Use the spinlock since it isn't easy to make RCU work, use
refcount_inc_not_zero() to protect against partially initialized objects,
and order the refcount_set() to be after the srq is fully initialized.

Cc: stable@vger.kernel.org
Fixes: 30353bfc43a1 ("net/mlx4_core: Use RCU to perform radix tree lookup for SRQ")
Link: https://sashiko.dev/#/patchset/0-v2-1c49eeb88c48%2B91-rdma_udata_rep_jgg%40nvidia.com?part=5
Link: https://patch.msgid.link/r/12-v1-41f3135e5565+9d2-rdma_ai_fixes1_jgg@nvidia.com
Signed-off-by: Jason Gunthorpe <jgg@nvidia.com>
drivers/net/ethernet/mellanox/mlx4/srq.c

index dd890f5d7b725c58b36a3f33d34c6181ea621cff..8711689120f302edd9abfe7c6631fbd035ca87b8 100644 (file)

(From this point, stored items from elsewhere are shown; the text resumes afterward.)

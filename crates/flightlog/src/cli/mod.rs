//! Command-line interface for flightlog.
//!
//! This module provides the CLI structure for the `fltlog` binary.

mod commands;

use std::path::PathBuf;

use clap::{Parser, Subcommand};

pub use commands::{
    AirportCommand, ConfigCommand, ConvertCommand, FormatArg, PositionArg, SunCommand,
};

/// fltlog - Turn airline flight activity into logbook entries
///
/// Derives night time, day/night landings and PIC/SIC time for each flight
/// in an airline activity export and writes an FAA or logbook.aero CSV.
#[derive(Debug, Parser)]
#[command(name = "fltlog")]
#[command(author, version, about, long_about = None)]
#[command(propagate_version = true)]
pub struct Cli {
    /// Path to custom configuration file
    #[arg(short, long, global = true, value_name = "FILE")]
    pub config: Option<PathBuf>,

    /// Increase verbosity (-v for debug, -vv for trace)
    #[arg(short, long, action = clap::ArgAction::Count, global = true)]
    pub verbose: u8,

    /// Suppress all output except errors
    #[arg(short, long, global = true)]
    pub quiet: bool,

    /// The command to execute
    #[command(subcommand)]
    pub command: Command,
}

/// Available commands.
#[derive(Debug, Subcommand)]
pub enum Command {
    /// Convert a flight activity CSV into a logbook CSV
    Convert(ConvertCommand),

    /// Resolve airport codes
    Airport(AirportCommand),

    /// Show sunrise, sunset and twilight for an airport
    Sun(SunCommand),

    /// View or validate configuration
    #[command(subcommand)]
    Config(ConfigCommand),
}

impl Cli {
    /// Get the verbosity level based on flags.
    #[must_use]
    pub fn verbosity(&self) -> crate::logging::Verbosity {
        crate::logging::Verbosity::from_flags(self.quiet, self.verbose)
    }
}

#[cfg(test)]
mod tests {
    use super::*;
    use clap::CommandFactory;

    fn parse(args: &[&str]) -> Cli {
        Cli::try_parse_from(args).unwrap()
    }

    #[test]
    fn test_cli_name() {
        let cli = Cli::command();
        assert_eq!(cli.get_name(), "fltlog");
    }

    #[test]
    fn test_cli_verify() {
        Cli::command().debug_assert();
    }

    #[test]
    fn test_verbosity_flags() {
        use crate::logging::Verbosity;

        assert_eq!(parse(&["fltlog", "-q", "config", "path"]).verbosity(), Verbosity::Quiet);
        assert_eq!(parse(&["fltlog", "config", "path"]).verbosity(), Verbosity::Normal);
        assert_eq!(parse(&["fltlog", "-v", "config", "path"]).verbosity(), Verbosity::Verbose);
        assert_eq!(parse(&["fltlog", "-vv", "config", "path"]).verbosity(), Verbosity::Trace);
    }

    #[test]
    fn test_parse_convert_minimal() {
        let cli = parse(&["fltlog", "convert", "flights.csv"]);
        let Command::Convert(cmd) = cli.command else {
            panic!("expected convert");
        };
        assert_eq!(cmd.input, PathBuf::from("flights.csv"));
        assert!(cmd.output.is_none());
        assert!(cmd.position.is_none());
        assert!(cmd.format.is_none());
        assert!(!cmd.sequential);
    }

    #[test]
    fn test_parse_convert_full() {
        let cli = parse(&[
            "fltlog",
            "convert",
            "flights.csv",
            "-o",
            "out.csv",
            "-p",
            "auto",
            "--oe-data",
            "oe.csv",
            "--pilot-name",
            "J. DOE",
            "--airports",
            "airports.csv",
            "-f",
            "logbook_aero",
            "--diagnostics",
            "diag.json",
            "--sequential",
        ]);
        let Command::Convert(cmd) = cli.command else {
            panic!("expected convert");
        };
        assert_eq!(cmd.output, Some(PathBuf::from("out.csv")));
        assert_eq!(cmd.position, Some(PositionArg::Auto));
        assert_eq!(cmd.oe_data, Some(PathBuf::from("oe.csv")));
        assert_eq!(cmd.pilot_name.as_deref(), Some("J. DOE"));
        assert_eq!(cmd.airports, Some(PathBuf::from("airports.csv")));
        assert_eq!(cmd.format, Some(FormatArg::LogbookAero));
        assert_eq!(cmd.diagnostics, Some(PathBuf::from("diag.json")));
        assert!(cmd.sequential);
    }

    #[test]
    fn test_parse_convert_rejects_unknown_position() {
        let result = Cli::try_parse_from(["fltlog", "convert", "f.csv", "-p", "purser"]);
        assert!(result.is_err());
    }

    #[test]
    fn test_parse_airport_codes() {
        let cli = parse(&["fltlog", "airport", "MEM", "KANC", "--json"]);
        let Command::Airport(cmd) = cli.command else {
            panic!("expected airport");
        };
        assert_eq!(cmd.codes, vec!["MEM".to_string(), "KANC".to_string()]);
        assert!(cmd.json);
    }

    #[test]
    fn test_parse_airport_requires_code() {
        assert!(Cli::try_parse_from(["fltlog", "airport"]).is_err());
    }

    #[test]
    fn test_parse_sun() {
        let cli = parse(&["fltlog", "sun", "MEM", "06/21/2024"]);
        let Command::Sun(cmd) = cli.command else {
            panic!("expected sun");
        };
        assert_eq!(cmd.code, "MEM");
        assert_eq!(cmd.date, "06/21/2024");
        assert!(!cmd.json);
    }

    #[test]
    fn test_parse_with_config() {
        let cli = parse(&["fltlog", "-c", "/custom/config.toml", "config", "show"]);
        assert_eq!(cli.config, Some(PathBuf::from("/custom/config.toml")));
        assert!(matches!(
            cli.command,
            Command::Config(ConfigCommand::Show { json: false })
        ));
    }

    #[test]
    fn test_parse_config_validate_file() {
        let cli = parse(&["fltlog", "config", "validate", "-f", "other.toml"]);
        assert!(matches!(
            cli.command,
            Command::Config(ConfigCommand::Validate { file: Some(_) })
        ));
    }
}
//! `flightlog` - Airline flight activity to pilot logbook conversion
//!
//! This library derives the logbook values an airline activity export does not
//! carry: night time from sun positions along the route, day and night landings
//! against local civil twilight, and PIC/SIC time from the crew position flown.
//! Each flight row is transformed independently against read-only airport and
//! OE reference data, so batches run in parallel while keeping input order.

#![warn(missing_docs)]
#![warn(missing_debug_implementations)]
#![deny(unsafe_code)]

pub mod airport;
pub mod cli;
pub mod config;
pub mod crew;
pub mod error;
pub mod io;
pub mod landing;
pub mod logging;
pub mod night;
pub mod record;
pub mod sun;
pub mod time;
pub mod transform;

pub use airport::{AirportInfo, AirportResolver};
pub use config::Config;
pub use crew::{CrewPosition, CrewRole, OeTable};
pub use error::{Error, Result};
pub use logging::init_logging;
pub use record::{FlightRecord, OutputRecord};
pub use transform::{BatchReport, Diagnostic, RowTransformer, TransformSettings};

@@ -44,13 +44,14 @@ void mlx4_srq_event(struct mlx4_dev *dev, u32 srqn, int event_type)
 {
        struct mlx4_srq_table *srq_table = &mlx4_priv(dev)->srq_table;
        struct mlx4_srq *srq;
+       unsigned long flags;
 
-       rcu_read_lock();
+       spin_lock_irqsave(&srq_table->lock, flags);
        srq = radix_tree_lookup(&srq_table->tree, srqn & (dev->caps.num_srqs - 1));
-       rcu_read_unlock();
-       if (srq)
-               refcount_inc(&srq->refcount);
-       else {
+       if (!srq || !refcount_inc_not_zero(&srq->refcount))

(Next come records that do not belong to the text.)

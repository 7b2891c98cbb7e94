//! `fltlog` - CLI for flightlog
//!
//! This binary converts airline flight activity exports into logbook CSVs and
//! exposes the airport and sun lookups behind the conversion.

#![warn(missing_debug_implementations)]
#![deny(unsafe_code)]

use std::path::PathBuf;

use anyhow::{bail, Context};
use chrono::Local;
use clap::Parser;

use flightlog::cli::{AirportCommand, Cli, Command, ConfigCommand, ConvertCommand, SunCommand};
use flightlog::io::{self, LogbookWriter};
use flightlog::sun::SunCalculator;
use flightlog::transform::{check_reference_data, BatchReport, RowTransformer};
use flightlog::{init_logging, Config};

fn main() -> anyhow::Result<()> {
    let cli = Cli::parse();

    // Initialize logging based on verbosity
    init_logging(cli.verbosity());

    // Config subcommands load (or skip) the configuration themselves
    let config_path = cli.config;
    let load = || Config::load_from(config_path.clone());

    // Execute the command
    match cli.command {
        Command::Convert(cmd) => handle_convert(load()?, cmd),
        Command::Airport(cmd) => handle_airport(load()?, &cmd),
        Command::Sun(cmd) => handle_sun(load()?, &cmd),
        Command::Config(cmd) => handle_config(config_path.clone(), cmd),
    }
}

fn handle_convert(mut config: Config, cmd: ConvertCommand) -> anyhow::Result<()> {
    if let Some(path) = cmd.airports {
        config.airports.database = Some(path);
    }
    if let Some(position) = cmd.position {
        config.processing.position = position.into();
    }
    if let Some(name) = cmd.pilot_name {
        config.processing.pilot_name = name;
    }
    if let Some(format) = cmd.format {
        config.output.format = format.into();
    }
    if cmd.sequential {
        config.processing.parallel = false;
    }

    let settings = config.transform_settings()?;
    let oe = cmd.oe_data.as_ref().map(io::read_oe).transpose()?;
    check_reference_data(settings.position, oe.as_ref())?;
    let airports = config.airport_resolver()?;

    let flights = io::read_flights(&cmd.input)
        .with_context(|| format!("reading {}", cmd.input.display()))?;

    let transformer = RowTransformer::new(&airports, oe.as_ref(), &settings);
    let report = transformer.run(&flights, config.processing.parallel);

    let format = config.output.format;
    let output = cmd.output.unwrap_or_else(|| {
        io::default_output_path(&cmd.input, format, Local::now().date_naive())
    });
    LogbookWriter::new(format, settings.record_timezone).write_path(&output, &report.records)?;

    if let Some(path) = &cmd.diagnostics {
        io::write_diagnostics_path(path, &report.stats, &report.diagnostics)?;
    }

    print_summary(&report, &output);
    Ok(())
}

fn print_summary(report: &BatchReport, output: &std::path::Path) {
    let stats = &report.stats;
    println!("Converted {} of {} flights", stats.converted, stats.rows);
    println!("  Total time:      {:.1}", stats.total_hours);
    println!("  Night time:      {:.1}", stats.night_hours);
    println!("  Night landings:  {}", stats.night_landings);
    println!("  Output:          {}", output.display());

    if stats.skipped > 0 {
        println!();
        println!("Skipped rows ({}):", stats.skipped);
        for diagnostic in report.skipped() {
            println!("  {}: {}", diagnostic.row, diagnostic.issue);
        }
    }
    if stats.warnings > 0 {
        println!();
        println!("Warnings ({}):", stats.warnings);
        for diagnostic in report.warnings() {
            println!("  {}: {}", diagnostic.row, diagnostic.issue);
        }
    }
}

fn handle_airport(mut config: Config, cmd: &AirportCommand) -> anyhow::Result<()> {
    if let Some(path) = &cmd.airports {
        config.airports.database = Some(path.clone());
    }
    let resolver = config.airport_resolver()?;
    let airports: Vec<_> = cmd.codes.iter().map(|code| resolver.resolve(code)).collect();

    if cmd.json {
        println!("{}", serde_json::to_string_pretty(&airports)?);
        return Ok(());
    }

    for airport in &airports {
        if airport.is_unknown() {
            println!("{:<5} unknown", airport.code);
            continue;
        }
        println!(
            "{:<5} {:>9.4} {:>10.4}  {:<24} {:<9} {}",
            airport.code,
            airport.latitude,
            airport.longitude,
            airport.timezone.name(),
            airport.source,
            airport.name
        );
    }
    Ok(())
}

fn handle_sun(mut config: Config, cmd: &SunCommand) -> anyhow::Result<()> {
    if let Some(path) = &cmd.airports {
        config.airports.database = Some(path.clone());
    }
    let Some(date) = flightlog::time::parse_date(&cmd.date) else {
        bail!("unparseable date '{}'", cmd.date);
    };
    let resolver = config.airport_resolver()?;
    let airport = resolver.resolve(&cmd.code);
    if airport.is_unknown() {
        bail!("unknown airport '{}'", airport.code);
    }

    let sun = SunCalculator::new(config.processing.twilight_minutes);
    let window = sun.window(airport.latitude, airport.longitude, date, &airport.timezone);

    if cmd.json {
        let value = serde_json::json!({
            "airport": airport,
            "window": window,
        });
        println!("{}", serde_json::to_string_pretty(&value)?);
        return Ok(());
    }

    println!("{} {} ({})", airport.code, date, airport.timezone.name());
    match window.events {
        Some(events) => {
            println!("  Sunrise:       {}", events.sunrise.format("%H:%M %:z"));
            println!("  Sunset:        {}", events.sunset.format("%H:%M %:z"));
            println!("  Twilight end:  {}", events.twilight_end.format("%H:%M %:z"));
        }
        None => println!("  No sunrise or sunset: {}", window.status),
    }
    Ok(())
}

fn handle_config(config_path: Option<PathBuf>, cmd: ConfigCommand) -> anyhow::Result<()> {
    match cmd {
        ConfigCommand::Show { json } => {
            let config = &Config::load_from(config_path)?;
            if json {
                println!("{}", serde_json::to_string_pretty(config)?);
            } else {
                println!("Current Configuration");
                println!("=====================");
                println!();
                println!("[Airports]");
                println!(
                    "  Database:           {}",
                    config.airport_database_path().display()
                );
                println!("  Extra fallbacks:    {}", config.airports.fallback.len());
                println!();
                println!("[Processing]");
                println!("  Position:           {}", config.processing.position);
                println!("  Pilot name:         {}", config.processing.pilot_name);
                println!(
                    "  Record timezone:    {}",
                    config.processing.record_timezone
                );
                println!(
                    "  Sample interval:    {} min",
                    config.processing.sample_interval_minutes
                );
                println!(
                    "  Method threshold:   {} h",
                    config.processing.method_threshold_hours
                );
                println!(
                    "  Twilight:           {} min",
                    config.processing.twilight_minutes
                );
                println!("  Parallel:           {}", config.processing.parallel);
                println!();
                println!("[Output]");
                println!("  Format:             {}", config.output.format);
                println!(
                    "  Tail template:      {}",
                    config.output.numeric_tail_template
                );
            }
        }
        ConfigCommand::Path => {
            println!("{}", Config::default_config_path().display());
        }
        ConfigCommand::Validate { file } => {
            let path = file
                .or(config_path)
                .unwrap_or_else(Config::default_config_path);
            println!("Validating configuration: {}", path.display());
            if let Err(e) = Config::validate_file(&path) {
                bail!("configuration error in {}: {e}", path.display());
            }
            println!("Configuration is valid.");
        }
    }
    Ok(())
}
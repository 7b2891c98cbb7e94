//! Day and night landing classification.
//!
//! A landing counts only when the crew member flew it (`LANDING` = 1). It is a
//! night landing when touchdown is before local sunrise or at/after the end of
//! civil twilight at the destination. Takeoffs use the same rule at the
//! origin. Whenever the sun window cannot be computed the event counts as day.

use chrono::{DateTime, Utc};
use serde::{Deserialize, Serialize};

use crate::airport::AirportInfo;
use crate::sun::SunCalculator;
use crate::transform::Issue;

/// Outcome of classifying a takeoff or landing.
#[derive(Debug, Clone, Copy, PartialEq, Eq, Hash, Default, Serialize, Deserialize)]
#[serde(rename_all = "snake_case")]
pub enum LandingClass {
    /// Not flown by this crew member.
    #[default]
    None,
    /// Daytime.
    Day,
    /// Night.
    Night,
}

impl LandingClass {
    /// `(day, night)` counts.
    #[must_use]
    pub fn counts(self) -> (u32, u32) {
        match self {
            Self::None => (0, 0),
            Self::Day => (1, 0),
            Self::Night => (0, 1),
        }
    }
}

impl std::fmt::Display for LandingClass {
    fn fmt(&self, f: &mut std::fmt::Formatter<'_>) -> std::fmt::Result {
        match self {
            Self::None => write!(f, "none"),
            Self::Day => write!(f, "day"),
            Self::Night => write!(f, "night"),
        }
    }
}

/// Classifies takeoffs and landings against local twilight.
#[derive(Debug, Clone, Copy, Default)]
pub struct LandingClassifier {
    sun: SunCalculator,
}

impl LandingClassifier {
    /// Create a classifier.
    #[must_use]
    pub fn new(sun: SunCalculator) -> Self {
        Self { sun }
    }

    /// Classify a landing at `destination` touching down at `touchdown`.
    #[must_use]
    pub fn classify_landing(
        &self,
        performed: bool,
        destination: &AirportInfo,
        touchdown: DateTime<Utc>,
    ) -> (LandingClass, Option<Issue>) {
        self.classify(performed, destination, touchdown, "landing")
    }

    /// Classify a takeoff from `origin` lifting off at `liftoff`.
    #[must_use]
    pub fn classify_takeoff(
        &self,
        performed: bool,
        origin: &AirportInfo,
        liftoff: DateTime<Utc>,
    ) -> (LandingClass, Option<Issue>) {
        self.classify(performed, origin, liftoff, "takeoff")
    }

    fn classify(
        &self,
        performed: bool,
        airport: &AirportInfo,
        at: DateTime<Utc>,
        context: &str,
    ) -> (LandingClass, Option<Issue>) {
        if !performed {
            return (LandingClass::None, None);
        }
        if airport.is_unknown() {
            return (LandingClass::Day, None);
        }

        let tz = airport.timezone;
        let date = at.with_timezone(&tz).date_naive();
        let window = self.sun.window(airport.latitude, airport.longitude, date, &tz);

        match window.is_past_twilight_at(at) {
            Some(true) => (LandingClass::Night, None),
            Some(false) => (LandingClass::Day, None),
            None => (
                LandingClass::Day,
                Some(Issue::SunCalculation {
                    location: airport.code.clone(),
                    date,
                    status: window.status,
                    context: context.to_string(),
                }),
            ),
        }
    }
}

+               srq = NULL;
+       spin_unlock_irqrestore(&srq_table->lock, flags);
+       if (!srq) {
                mlx4_warn(dev, "Async event for bogus SRQ %08x\n", srqn);
                return;
        }
@@ -203,8 +204,8 @@ int mlx4_srq_alloc(struct mlx4_dev *dev, u32 pdn, u32 cqn, u16 xrcd,
        if (err)
                goto err_radix;
 
-       refcount_set(&srq->refcount, 1);
        init_completion(&srq->free);
+       refcount_set_release(&srq->refcount, 1);
 
        return 0;